A ces guerres se rattache une légende qui couvre peut-être
un fait historique que les écrivains de Rome se sont gardés de nous raconter.
Après la retraite des Gaulois, les Fidénates, ligués avec d’autres peuples,
avaient pénétré jusqu’au pied de l’enceinte de Servius et, pour se retirer,
ils exigeaient qu’on leur livrât les plus nobles des matrones. La honte,
l’anxiété étaient dans la ville ; une esclave, à laquelle son dévouement
valut le nom de Tutela, offrit de se rendre avec les plus jolies de ses
compagnes, revêtues du vêtement des matrones, dans le camp ennemi. Les
sénateurs acceptèrent, et les Fidénates, tout glorieux de cette humiliation
de Rome, la célébrèrent par une orgie qui se prolongea longtemps. Quand
l’ivresse leur eut fermé les yeux, Tutela, montée au plus haut d’un figuier
sauvage[7], appela les
Romains, qui triomphèrent sans peine de ces adversaires désarmés. La Judith latine et celles
qui l’avaient suivie furent affranchies et dotées aux frais du trésor public.
Chaque année, aux nones de juillet, les esclaves, parées de la stola des matrones et portant des branches de
figuier, célébraient, par un sacrifice dans le temple de Junon Caprotine, le
souvenir de celles qui avaient sauvé l’honneur des dames romaines[8].

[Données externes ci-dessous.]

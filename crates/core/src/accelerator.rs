//! Adapter surface for the accelerator driver SDK.
//!
//! The real SDK (device open, model load, vstream read/write) is an
//! external collaborator reached only through this narrow trait. A
//! [`SimulatedAccelerator`] implementation is provided for the CLI demo and
//! the integration tests, so the pipeline can be exercised end-to-end
//! without real hardware.

use std::time::Duration;

use crate::error::PipelineError;
use crate::frame::Rect;

/// Per-output-stream quantization metadata the decoder needs to dequantize
/// a tensor plane back to float.
#[derive(Debug, Clone, Copy)]
pub struct QuantInfo {
    pub scale: f32,
    pub zero_point: i32,
}

/// Shape and format of one output tensor plane.
#[derive(Debug, Clone, Copy)]
pub struct OutputShape {
    pub width: u32,
    pub height: u32,
    pub features: u32,
}

/// Static metadata read from the loaded model, used to size channels and
/// buffers before the pipeline starts.
#[derive(Debug, Clone)]
pub struct ModelMetadata {
    pub input_width: u32,
    pub input_height: u32,
    pub input_frame_size: usize,
    pub output_names: Vec<String>,
    pub output_shapes: Vec<OutputShape>,
    pub output_quant: Vec<QuantInfo>,
}

impl ModelMetadata {
    pub fn num_outputs(&self) -> usize {
        self.output_names.len()
    }
}

/// One tensor plane read back from an output stream, along with the
/// metadata PostProcess needs to interpret it.
pub struct OutputBuffer {
    pub name: String,
    pub data: Vec<u8>,
    pub shape: OutputShape,
    pub quant: QuantInfo,
}

/// A single output stream (tensor plane). One reader thread owns each
/// stream exclusively for the pipeline's lifetime.
pub trait OutputStream: Send {
    /// Block for up to `timeout` reading the next output buffer. Retries on
    /// transient timeouts are the caller's responsibility: this call returns
    /// `Ok(None)` on a single timeout rather than erroring.
    fn read(&mut self, timeout: Duration) -> Result<Option<OutputBuffer>, PipelineError>;

    /// Unblock any in-progress or future `read`, used during shutdown.
    fn abort(&mut self);
}

/// The accelerator device: one input stream, `N` output streams.
pub trait AcceleratorDevice: Send {
    fn metadata(&self) -> &ModelMetadata;

    /// Push one converted input buffer. Pairs with exactly one output on
    /// each output stream, in submission order.
    fn write_input(&mut self, buf: &[u8]) -> Result<(), PipelineError>;

    /// Unblock any in-progress or future `write_input`, used during shutdown.
    fn abort_input(&mut self);

    fn output_stream(&mut self, index: usize) -> &mut dyn OutputStream;

    /// Hand exclusive ownership of every output stream to the caller. Called
    /// once, from `start`, so each ReadAndJoin thread can own its stream for
    /// the pipeline's lifetime instead of contending on the device for every
    /// read.
    fn take_output_streams(&mut self) -> Vec<Box<dyn OutputStream>>;

    fn num_outputs(&self) -> usize {
        self.metadata().num_outputs()
    }
}

/// Converts a submitted frame into the device's native input shape. Real
/// implementations do YUV↔RGB conversion and resize — out of scope here;
/// this crate only defines the seam the Write stage calls through.
pub trait FrameConverter: Send + Sync {
    fn convert(
        &self,
        frame: &[u8],
        roi: Rect,
        target_width: u32,
        target_height: u32,
    ) -> Result<Vec<u8>, PipelineError>;
}

/// A converter for callers that already submit frames in the device's native
/// I420 shape: validates the buffer length and passes it through unchanged.
pub struct IdentityConverter;

impl FrameConverter for IdentityConverter {
    fn convert(
        &self,
        frame: &[u8],
        _roi: Rect,
        target_width: u32,
        target_height: u32,
    ) -> Result<Vec<u8>, PipelineError> {
        let expected = (target_width as usize * target_height as usize * 3) / 2;
        if frame.len() != expected {
            return Err(PipelineError::InvalidInput(format!(
                "expected {expected} bytes for a {target_width}x{target_height} I420 frame, got {}",
                frame.len()
            )));
        }
        Ok(frame.to_vec())
    }
}

/// A synthetic accelerator for tests and the CLI demo: emits `N` output
/// streams, each producing an all-zero tensor of the configured shape after
/// `settle` elapses, in the order inputs were written.
pub struct SimulatedAccelerator {
    metadata: ModelMetadata,
    settle: Duration,
    streams: Vec<SimulatedOutputStream>,
}

impl SimulatedAccelerator {
    pub fn new(metadata: ModelMetadata, settle: Duration) -> Self {
        let streams = metadata
            .output_names
            .iter()
            .zip(metadata.output_shapes.iter())
            .zip(metadata.output_quant.iter())
            .map(|((name, shape), quant)| SimulatedOutputStream {
                name: name.clone(),
                shape: *shape,
                quant: *quant,
                settle,
                pending_writes: 0,
                aborted: false,
            })
            .collect();
        Self {
            metadata,
            settle,
            streams,
        }
    }
}

impl AcceleratorDevice for SimulatedAccelerator {
    fn metadata(&self) -> &ModelMetadata {
        &self.metadata
    }

    fn write_input(&mut self, _buf: &[u8]) -> Result<(), PipelineError> {
        for stream in &mut self.streams {
            stream.pending_writes += 1;
        }
        Ok(())
    }

    fn abort_input(&mut self) {}

    fn output_stream(&mut self, index: usize) -> &mut dyn OutputStream {
        &mut self.streams[index]
    }

    fn take_output_streams(&mut self) -> Vec<Box<dyn OutputStream>> {
        std::mem::take(&mut self.streams)
            .into_iter()
            .map(|s| Box::new(s) as Box<dyn OutputStream>)
            .collect()
    }
}

struct SimulatedOutputStream {
    name: String,
    shape: OutputShape,
    quant: QuantInfo,
    settle: Duration,
    pending_writes: u32,
    aborted: bool,
}

impl OutputStream for SimulatedOutputStream {
    fn read(&mut self, timeout: Duration) -> Result<Option<OutputBuffer>, PipelineError> {
        if self.aborted {
            return Err(PipelineError::Cancelled);
        }
        if self.pending_writes == 0 {
            // Nothing written yet; behave like a transient timeout.
            std::thread::sleep(timeout.min(Duration::from_millis(5)));
            return Ok(None);
        }
        std::thread::sleep(self.settle);
        self.pending_writes -= 1;
        let size = (self.shape.width * self.shape.height * self.shape.features) as usize;
        Ok(Some(OutputBuffer {
            name: self.name.clone(),
            data: vec![0u8; size],
            shape: self.shape,
            quant: self.quant,
        }))
    }

    fn abort(&mut self) {
        self.aborted = true;
    }
}
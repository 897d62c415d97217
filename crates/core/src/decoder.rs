//! Adapter surface for the YOLOv8 tensor-to-detection decoder.
//!
//! Tensor dequantization, anchor decoding, softmax, NMS, and mask
//! sigmoid/crop are external collaborators — this module only defines the
//! narrow interface PostProcess calls through, plus a [`StubDecoder`] for
//! tests and the CLI demo.

use ndarray::Array2;

use crate::accelerator::OutputBuffer;
use crate::error::PipelineError;
use crate::frame::Rect;

/// Fixed anchor configuration PostProcess always calls the decoder with.
#[derive(Debug, Clone, Copy)]
pub struct AnchorConfig {
    pub strides: [u32; 3],
    pub regression_length: u32,
    pub num_classes: u32,
}

impl Default for AnchorConfig {
    fn default() -> Self {
        Self {
            strides: [8, 16, 32],
            regression_length: 15,
            num_classes: 80,
        }
    }
}

/// One decoded detection, before it is paired with its mask into a `Segment`.
pub struct Detection {
    pub class_id: i32,
    pub label: String,
    pub confidence: f32,
    pub bbox: (f32, f32, f32, f32),
    /// The decoder's own judgment that this detection sits in a
    /// confidence-borderline band (feeds `SegmentationResult::uncertain_counter`).
    pub uncertain: bool,
}

/// A pure function from raw output tensors to `(detection, mask)` pairs.
pub trait SegmentationDecoder: Send + Sync {
    #[allow(clippy::too_many_arguments)]
    fn decode(
        &self,
        tensors: &[OutputBuffer],
        network_dims: (u32, u32),
        anchors: AnchorConfig,
        roi: Rect,
        orig_w: u32,
        orig_h: u32,
        threshold: f32,
    ) -> Result<Vec<(Detection, Array2<f32>)>, PipelineError>;
}

/// A fixed-output decoder for tests and the CLI demo: returns `count`
/// synthetic detections with a flat zero mask of `mask_resolution`.
pub struct StubDecoder {
    pub count: usize,
    pub mask_resolution: (u32, u32),
}

impl StubDecoder {
    pub fn new(count: usize, mask_resolution: (u32, u32)) -> Self {
        Self { count, mask_resolution }
    }
}

impl SegmentationDecoder for StubDecoder {
    fn decode(
        &self,
        _tensors: &[OutputBuffer],
        _network_dims: (u32, u32),
        _anchors: AnchorConfig,
        _roi: Rect,
        _orig_w: u32,
        _orig_h: u32,
        threshold: f32,
    ) -> Result<Vec<(Detection, Array2<f32>)>, PipelineError> {
        let (w, h) = self.mask_resolution;
        let mut out = Vec::with_capacity(self.count);
        for i in 0..self.count {
            let confidence = threshold + 0.1;
            let detection = Detection {
                class_id: (i % 80) as i32,
                label: format!("class_{}", i % 80),
                confidence,
                bbox: (0.0, 0.0, 1.0, 1.0),
                uncertain: false,
            };
            out.push((detection, Array2::<f32>::zeros((h as usize, w as usize))));
        }
        Ok(out)
    }
}

#[cfg(test)]
mod tests {
    use super::*;

    #[test]
    fn stub_decoder_returns_configured_count() {
        let decoder = StubDecoder::new(3, (8, 8));
        let result = decoder
            .decode(&[], (640, 640), AnchorConfig::default(), Rect::unit(), 640, 480, 0.6)
            .unwrap();
        assert_eq!(result.len(), 3);
        for (detection, mask) in &result {
            assert!(detection.confidence > 0.6);
            assert_eq!(mask.dim(), (8, 8));
        }
    }

    #[test]
    fn default_anchor_config_matches_fixed_pipeline_values() {
        let cfg = AnchorConfig::default();
        assert_eq!(cfg.strides, [8, 16, 32]);
        assert_eq!(cfg.regression_length, 15);
        assert_eq!(cfg.num_classes, 80);
    }
}
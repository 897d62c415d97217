//! Structured tracing setup: an `EnvFilter`-driven subscriber with a stderr
//! sink always on and an optional rolling file sink, plus a noise filter for
//! chatty third-party targets.
//!
//! No panic-hook crash-dump machinery here, since that belongs to a desktop
//! surface this crate does not have.

use std::path::{Path, PathBuf};

use tracing_appender::non_blocking::WorkerGuard;
use tracing_appender::rolling::{RollingFileAppender, Rotation};
use tracing_subscriber::layer::SubscriberExt;
use tracing_subscriber::util::SubscriberInitExt;
use tracing_subscriber::{fmt, EnvFilter};

pub const DEFAULT_LOG_FILTER: &str = "info";
pub const DEFAULT_NOISE_FILTER: &str = "ort=warn,libloading=warn";
pub const DEFAULT_LOG_DIR_NAME: &str = "logs";
pub const DEFAULT_LOG_FILE_PREFIX: &str = "hailoseg";

#[derive(Debug, Clone, PartialEq, Eq)]
pub struct LoggingInitOptions {
    /// Directory a rolling daily log file is written into, if any. `None`
    /// means stderr-only.
    pub log_dir: Option<PathBuf>,
    /// Additional `verbose` flags from a CLI, each one bumping the default
    /// filter up a level (see [`bump_filter`]).
    pub verbose: u8,
    /// Explicit filter directive, taking precedence over `RUST_LOG` and the
    /// verbose-derived default.
    pub explicit_filter: Option<String>,
    pub default_filter: String,
    pub noise_filter: String,
}

impl Default for LoggingInitOptions {
    fn default() -> Self {
        Self {
            log_dir: None,
            verbose: 0,
            explicit_filter: None,
            default_filter: DEFAULT_LOG_FILTER.to_string(),
            noise_filter: DEFAULT_NOISE_FILTER.to_string(),
        }
    }
}

/// Resolve the `EnvFilter` directive string: explicit override, else
/// `RUST_LOG`, else the verbose-bumped default, each case with the noise
/// filter appended so third-party targets never drown out this crate's own
/// spans.
fn resolve_filter(options: &LoggingInitOptions) -> String {
    let base = options
        .explicit_filter
        .clone()
        .or_else(|| std::env::var("RUST_LOG").ok())
        .unwrap_or_else(|| bump_filter(&options.default_filter, options.verbose));

    format!("{base},{}", options.noise_filter)
}

/// Bump a base filter level by `verbose` steps along `error < warn < info <
/// debug < trace`. A base that isn't one of those five levels is returned
/// unchanged (the caller passed something more specific than a bare level).
fn bump_filter(base: &str, verbose: u8) -> String {
    const LEVELS: [&str; 5] = ["error", "warn", "info", "debug", "trace"];
    match LEVELS.iter().position(|&l| l == base) {
        Some(index) => {
            let bumped = (index + verbose as usize).min(LEVELS.len() - 1);
            LEVELS[bumped].to_string()
        }
        None => base.to_string(),
    }
}

/// Install the global tracing subscriber. Returns the file-sink
/// [`WorkerGuard`] when `log_dir` is set — the caller must hold it for the
/// process lifetime, or buffered log lines are lost on exit.
pub fn init(options: &LoggingInitOptions) -> Option<WorkerGuard> {
    let filter = resolve_filter(options);

    let stderr_layer = fmt::layer().with_target(true).with_writer(std::io::stderr);

    match &options.log_dir {
        Some(dir) => {
            let (appender, guard) = rolling_file_appender(dir);
            let file_layer = fmt::layer().with_target(true).with_ansi(false).with_writer(appender);

            tracing_subscriber::registry()
                .with(EnvFilter::new(filter))
                .with(stderr_layer)
                .with(file_layer)
                .init();
            Some(guard)
        }
        None => {
            tracing_subscriber::registry()
                .with(EnvFilter::new(filter))
                .with(stderr_layer)
                .init();
            None
        }
    }
}

fn rolling_file_appender(dir: &Path) -> (tracing_appender::non_blocking::NonBlocking, WorkerGuard) {
    let appender = RollingFileAppender::new(Rotation::DAILY, dir, DEFAULT_LOG_FILE_PREFIX);
    tracing_appender::non_blocking(appender)
}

II. — RETOUR DES GAULOIS DANS LE
LATIUM ; MANLIUS, VALERIUS CORVUS.
Les Sénons, rentrés dans leur pays avec le butin de Rome,
avaient bien vite recommencé leurs courses aventureuses. En 376, ils
s’emparèrent de l’importante place d’Ariminum et nous avons des as de cette
ville représentant une tête gauloise très reconnaissable à la moustache et au
collier qu’elle porte. De leurs exploits sur les côtes de l’Adriatique nous
ne savons rien ; mais ils n’avaient pas oublié la route du pays latin qu’ils
avaient impunément ravagé pendant sept mois. Vingt-trois ans après le siége
du Capitole, ils reparurent et arrivèrent jusqu’aux environs du mont Albain,
où Camille gagna sur eux une grande victoire, grâce aux changements qu’il
avait opérés dans l’armement des soldats (367). Polybe ne parle pas, il est vrai, de
ce dernier triomphe du dictateur octogénaire ; mais il en ignorait bien
d’autres que la vanité romaine racontait longuement. En 361, disaient les
annalistes, les Gaulois campèrent sur la via Salaria, près de l’Anio.
Un pont les séparait des légions, et chaque jour un guerrier d’une taille
gigantesque y venait insulter les Romains. Le tribun légionnaire Manlius
accepta le défi, tua le Gaulois, et, lui arrachant son collier d’or (torques, d’où Torquatus),
le passa tout sanglant à son cou. Cependant les barbares, qui semblent avoir
été appelés ou soutenus par Tibur, Préneste et les Herniques, qu’effrayaient
les forces renaissantes de Rome, ravagèrent tout le pays à l’est de la ville,
et, passant entre deux armées consulaires, arrivèrent jusqu’à la porte
Colline[9]. On nomma un
dictateur ; on arma toute la jeunesse, et les barbares furent rejetés en
désordre sur l’armée du consul Pœtilius, qui les poursuivit jusqu’aux environs
de Tibur, dont les habitants accourus au secours des Gaulois furent entraînés
dans leur retraite précipitée. Le consul obtint de mettre, à son triomphe,
parmi les noms des vaincus, celui des Tiburtins. Cette vaillante population
d’une des plus petites cités des environs de Rome protesta, dès l’année
suivante, contre cet honneur, décerné à ses dépens, en insultant les mors de
Rome, et les Gaulois établis dans une forte position, autour de Pedum[10], derrière un
retranchement formé de leurs chariots de guerre, partaient de là pour des
courses dans le Latium et la Campanie. Ainsi, au moyen âge, les Northmans se
jetaient audacieusement au milieu du pays ennemi, et, se faisant un camp de
leurs barques amarrées sur le rivage des fleuves, en sortaient pour piller au
loin.
A cette guerre latine et gauloise se joignit une guerre
plus terrible, excitée par le fanatisme religieux et par la haine politique :
les Tarquiniens dénoncèrent les hostilités (358).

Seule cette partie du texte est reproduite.